4. So far as items 1 and 16 are concerned, the finding of the learned Subordinate Judge cannot be disputed and it is supported by the documentary evidence in the case. The principal attack of Mr. Govinda Menon is as regards the dismissal of the suit by the learned Subordinate Judge. His argument is that the learned Subordinate Judge should on the evidence on record have held that there was a division by metes and bounds between the two tarwads Pattinhattakoor and Thekkinakoor and even assuming his finding that only an undivided half was mortgaged in favour of defendant 1 by the Patinhattakoor tarwad to be correct, the suit is not liable to be dismissed but the learned Judge should have at least permitted an amendment of the plaint and given the appropriate relief on the result of the finding arrived at by him. He also attacked the finding of the learned Subordinate Judge in regard to the declaration of the plaintiff's liability to pay the Purankadom amount. This second contention can be disposed of briefly. The deed dated 3rd December 1887 distinctly provides that the amount borrowed thereunder should be paid at the time of the redemption of the prior kanom and when there is a stipulation in the deed to the said effect, the mortgagor is not entitled to redemption unless he offers to redeem both the mortgages. The law certainly is that he is bound to redeem: vide Ramarayanimgar v. Maharaja of Venkatagiri . We think the learned Subordinate Judge is right in the view he has taken. Therefore the finding in regard to the amount declared to be due by the learned Subordinate Judge including the amount due under purankadom must therefore be confirmed.
5. In regard to the question whether there was a division by metes and bounds of the various properties possessed by Ettakalavan tarwad between the two tarwads Patinhattakoottil and Thekkinakoottil, at any rate regarding the properties which form the subject-matter of the suit, the learned Subordinate Judge based his conclusion that there was no such division mainly on the documentary evidence in the case. On a consideration thereof, it seems to us that the learned Subordinate Judge's finding in regard thereto is correct. He has very fully discussed the matter and it is unnecessary for us to deal with it at length. Exs. 3, 4, 7 and 8 seem to point to the fact that on the dates of those documents the properties dealt with under these deeds were held in joint right. The inference therefrom seems to be reasonable that what was mortgaged to defendant 1 must have been the undivided half possessed by the respective tarwads. On that finding the question is, is the plaintiff's suit liable to be dismissed? The relief which the plaintiff sought is in substance a relief of the redemption of the three mortgages mentioned in the plaint. No doubt he stated that the properties mortgaged thereunder were specific halves of the malas, miloms and forests referred to in the plaint. But the plaintiff does not appear to be responsible for this misdescription because he claimed under the assignment deed which purported to describe the properties in the manner he chose to describe them in the plaint. What was sought in the plaint was a redemption of the three specific mortgages and by reason of a mere misdescription, the Court should not have visited the plaintiff with the extreme penalty of dismissal and we think the learned Subordinate Judge would not have done so if he had not misdirected himself as to the law. His view seems to be that where there is a mortgage of an undivided half of a property, a suit for redemption of that half cannot be sustained without partition. This view is certainly wrong. A tenant-in-common can mortgage his undivided interest in a property.

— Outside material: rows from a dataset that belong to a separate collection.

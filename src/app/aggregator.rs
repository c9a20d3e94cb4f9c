//! Streaming aggregator
//!
//! Reads one line at a time, keeps the time axis and the per-series buffers
//! aligned, and decides when the render surface gets to draw.

use std::io::BufRead;
use std::time::Instant;

use super::cadence::RenderCadence;
use super::error::IngestError;
use crate::config::ChartConfig;
use crate::model::{parse_line, LineError, SeriesSet};
use crate::services::diagnostics::Diagnostics;
use crate::services::time_source::SharedTimeSource;
use crate::view::layout::SubplotGrid;
use crate::view::surface::{RenderPass, RenderSurface};

/// Line-at-a-time reader that tolerates invalid UTF-8.
///
/// Bytes that are not UTF-8 are replaced rather than failing the read, so
/// such a line turns into a parse diagnostic instead of an I/O error.
pub struct LineReader<R> {
    input: R,
    buf: Vec<u8>,
}

impl<R: BufRead> LineReader<R> {
    pub fn new(input: R) -> Self {
        Self {
            input,
            buf: Vec::new(),
        }
    }

    /// Next line without its `\n` or `\r\n`, or `None` at end of input.
    pub fn next_line(&mut self) -> std::io::Result<Option<String>> {
        self.buf.clear();
        if self.input.read_until(b'\n', &mut self.buf)? == 0 {
            return Ok(None);
        }
        if self.buf.last() == Some(&b'\n') {
            self.buf.pop();
            if self.buf.last() == Some(&b'\r') {
                self.buf.pop();
            }
        }
        Ok(Some(String::from_utf8_lossy(&self.buf).into_owned()))
    }
}

/// What [`Aggregator::ingest`] did with a line.
#[derive(Debug, Clone, Copy, PartialEq, Eq)]
pub enum LineOutcome {
    /// No chartable data; reported and dropped
    Skipped,
    /// Appended to every series
    Accepted,
    /// Appended, then a render pass ran
    Rendered,
}

/// Result of a completed run.
#[derive(Debug, Clone)]
pub struct RunReport {
    pub series: SeriesSet,
    pub skipped_lines: usize,
    /// Render passes, the final one included
    pub render_passes: usize,
}

pub struct Aggregator<S: RenderSurface, D: Diagnostics> {
    series: SeriesSet,
    grid: Option<SubplotGrid>,
    normalize: bool,
    cadence: RenderCadence,
    clock: SharedTimeSource,
    started_at: Instant,
    lines_read: usize,
    skipped_lines: usize,
    surface: S,
    diagnostics: D,
}

impl<S: RenderSurface, D: Diagnostics> Aggregator<S, D> {
    /// Fix the schema from `first_line` and resolve the subplot grid.
    ///
    /// A first line without chartable data is reported and is fatal.
    pub fn initialize(
        config: &ChartConfig,
        first_line: &str,
        surface: S,
        mut diagnostics: D,
        clock: SharedTimeSource,
        started_at: Instant,
    ) -> Result<Self, IngestError> {
        let sample = match parse_line(first_line) {
            Ok(sample) => sample,
            Err(err) => {
                diagnostics.report(&err.to_string());
                tracing::error!("First line has no chartable data: {}", err);
                return Err(IngestError::InvalidFirstLine(err));
            }
        };

        let series = SeriesSet::seed(&sample);
        let grid = SubplotGrid::resolve(&config.subplots, series.schema().len())?;
        tracing::info!(
            series = series.schema().len(),
            names = ?series.schema().names(),
            grid = ?grid,
            "Schema established"
        );

        Ok(Self {
            series,
            grid,
            normalize: config.normalize,
            cadence: RenderCadence::new(config, started_at),
            clock,
            started_at,
            lines_read: 1,
            skipped_lines: 0,
            surface,
            diagnostics,
        })
    }

    /// Feed one line read after the first.
    pub fn ingest(&mut self, line: &str) -> Result<LineOutcome, IngestError> {
        self.lines_read += 1;

        let sample = match parse_line(line) {
            Ok(sample) => sample,
            Err(err) => {
                self.skip(&err);
                return Ok(LineOutcome::Skipped);
            }
        };

        let now = self.clock.now();
        let time = self.cadence.axis_time(self.started_at, now);
        if let Err(drift) = self.series.push(time, &sample) {
            tracing::error!(
                line = self.lines_read,
                missing = ?drift.missing,
                unexpected = ?drift.unexpected,
                "Schema drift"
            );
            return Err(IngestError::SchemaDrift {
                line_number: self.lines_read,
                missing: drift.missing,
                unexpected: drift.unexpected,
            });
        }

        if self.cadence.is_due(now) {
            self.render_pass()?;
            return Ok(LineOutcome::Rendered);
        }
        Ok(LineOutcome::Accepted)
    }

    /// Run the final pass, then hand the chart to the surface until it is
    /// closed.
    pub fn finish(mut self) -> Result<RunReport, IngestError> {
        self.render_pass()?;

        let pass = RenderPass::build(
            &self.series,
            self.grid,
            self.normalize,
            self.skipped_lines,
        );
        self.surface.present(&pass).map_err(IngestError::Surface)?;
        tracing::info!(
            samples = self.series.len(),
            skipped = self.skipped_lines,
            passes = self.cadence.passes(),
            "Input finished"
        );

        Ok(RunReport {
            render_passes: self.cadence.passes(),
            skipped_lines: self.skipped_lines,
            series: self.series,
        })
    }

    pub fn series(&self) -> &SeriesSet {
        &self.series
    }

    pub fn skipped_lines(&self) -> usize {
        self.skipped_lines
    }

    fn skip(&mut self, err: &LineError) {
        self.skipped_lines += 1;
        tracing::warn!(line = self.lines_read, "Skipping line: {}", err);
        self.diagnostics.report(&err.to_string());
    }

    fn render_pass(&mut self) -> Result<(), IngestError> {
        let began = self.clock.now();
        let pass = RenderPass::build(
            &self.series,
            self.grid,
            self.normalize,
            self.skipped_lines,
        );
        self.surface.render(&pass).map_err(IngestError::Surface)?;
        let ended = self.clock.now();

        self.cadence.record_pass(began, ended);
        tracing::debug!(
            samples = self.series.len(),
            "Render pass took {:?}",
            ended.saturating_duration_since(began)
        );
        Ok(())
    }
}

/// Ingest `input` to the end and present the result on `surface`.
pub fn run<R, S, D>(
    input: R,
    config: &ChartConfig,
    surface: S,
    diagnostics: D,
    clock: SharedTimeSource,
) -> Result<RunReport, IngestError>
where
    R: BufRead,
    S: RenderSurface,
    D: Diagnostics,
{
    let started_at = clock.now();
    let mut reader = LineReader::new(input);

    let first_line = reader.next_line()?.ok_or(IngestError::EmptyInput)?;
    let mut aggregator =
        Aggregator::initialize(config, &first_line, surface, diagnostics, clock, started_at)?;

    while let Some(line) = reader.next_line()? {
        aggregator.ingest(&line)?;
    }

    aggregator.finish()
}
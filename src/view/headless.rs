//! Render surface without a terminal.
//!
//! Counts render passes and, once the input ends, writes the final series as
//! one JSON document.

use std::io::Write;

use anyhow::Result;
use serde::Serialize;

use super::layout::SubplotGrid;
use super::surface::{RenderPass, RenderSurface};

/// Final state of a run as written by [`HeadlessSurface::present`].
#[derive(Debug, Serialize)]
pub struct Summary<'a> {
    pub time: &'a [f64],
    pub series: Vec<SeriesSummary<'a>>,
    #[serde(skip_serializing_if = "Option::is_none")]
    pub grid: Option<SubplotGrid>,
    pub skipped_lines: usize,
}

#[derive(Debug, Serialize)]
pub struct SeriesSummary<'a> {
    pub name: &'a str,
    pub values: &'a [f64],
}

impl<'a> Summary<'a> {
    pub fn from_pass(pass: &'a RenderPass<'a>) -> Self {
        Self {
            time: pass.times,
            series: pass
                .series
                .iter()
                .map(|view| SeriesSummary {
                    name: view.name,
                    values: view.values.as_ref(),
                })
                .collect(),
            grid: pass.grid,
            skipped_lines: pass.skipped_lines,
        }
    }
}

pub struct HeadlessSurface<W: Write> {
    out: W,
    passes: usize,
}

impl<W: Write> HeadlessSurface<W> {
    pub fn new(out: W) -> Self {
        Self { out, passes: 0 }
    }

    pub fn into_inner(self) -> W {
        self.out
    }
}

impl<W: Write> RenderSurface for HeadlessSurface<W> {
    fn render(&mut self, pass: &RenderPass<'_>) -> Result<()> {
        self.passes += 1;
        tracing::trace!(
            "Headless pass {} with {} samples",
            self.passes,
            pass.times.len()
        );
        Ok(())
    }

    fn present(&mut self, pass: &RenderPass<'_>) -> Result<()> {
        serde_json::to_writer(&mut self.out, &Summary::from_pass(pass))?;
        writeln!(self.out)?;
        self.out.flush()?;
        Ok(())
    }
}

6. In this case defendant 1 has chosen to take mortgages of undivided halves of the property separately from each of the respective tarwads. Under Section 60, T.P. Act, as soon as the mortgage amount has become due, the mortgagor has a right of redemption subject to the condition specified in the section. Where an undivided half is mortgaged by a person who owns that undivided half, it is not open to the mortgagee to resist redemption and he is bound to deliver, on tender of the mortgage amount, the title deeds relating to the mortgaged property and such possession as he took from the mortgagor in respect of the undivided half. No doubt, defendant 1 being the mortgagee of the other undivided half and defendant 2 being also the owner of that undivided half it would be convenient if both partition and redemption could be directed, but the partition cannot be had unless with the consent of the owner of the other half who is riot interested in the mortgages sought to be redeemed by the plaintiff. Defendant 2 is resisting the partition. The only course therefore is to direct redemption of the undivided half mortgaged under the othi and the kanoms in favour of defendant 1.
7. In this case, when defendant 1 took separate mortgages from the respective tarwads of the undivided halves possessed by each, it must be taken that he got into possession of the undivided halves possessed by each. On tender of the mortgage amount therefore defendant 1 is bound to deliver the plaintiff possession, if any, of the undivided half owned by him in the properties mortgaged. A tenant-in-common is entitled to joint possession. Here the said joint possession was and must be deemed to have been enjoyed by the mortgagor at the dates of the mortgages. There can be no objection to the plaintiff being awarded this relief, he having succeeded to the rights of the original mortgagor. Of course, as mortgagee under the law defendant 1 is entitled to the value of improvements effected by him in the property. We understand that a Commissioner has been appointed to take the value of improvements effected by defendant 1 in the properties mortgaged to him. So far as the plaintiff is concerned, he is bound to pay half the value of the improvements in the properties sought to be redeemed and joint possession whereof is directed to be given by this decree.
8. We therefore allow this appeal, reverse the decree of the learned Subordinate Judge save in regard to Items 1 and 16 of the plaint schedule and direct the lower Court to ascertain the amount of the improvements pertaining to the half share of the properties mortgaged under Exs. 3, 4, 7 and 8 and pass a decree for redemption in favour of the plaintiff in respect of the half share of the properties specified in the said deeds by decreeing that on payment of the amount due and payable under the said deeds together with the value of improvements ascertained as aforesaid that defendant 1 do deliver and the plaintiff do have joint possession of the half share of the properties mortgaged Under the said deeds, that is, the plaintiff be permitted to take possession of the entirety of the said properties as tenant-in-common with defendant 1: vide Rathna Mudali v. Perumal Reddi (1916) 3 A.I.R. Mad 863 . As the plaintiff persisted in contesting the case on the footing of a division between the two tarwads in spite of the objection of defendant 1 and failed to claim an alternative relief on the basis of an undivided half in the said properties having been mortgaged* and failed in his contentions, we direct that each party do bear his own costs in the appeal.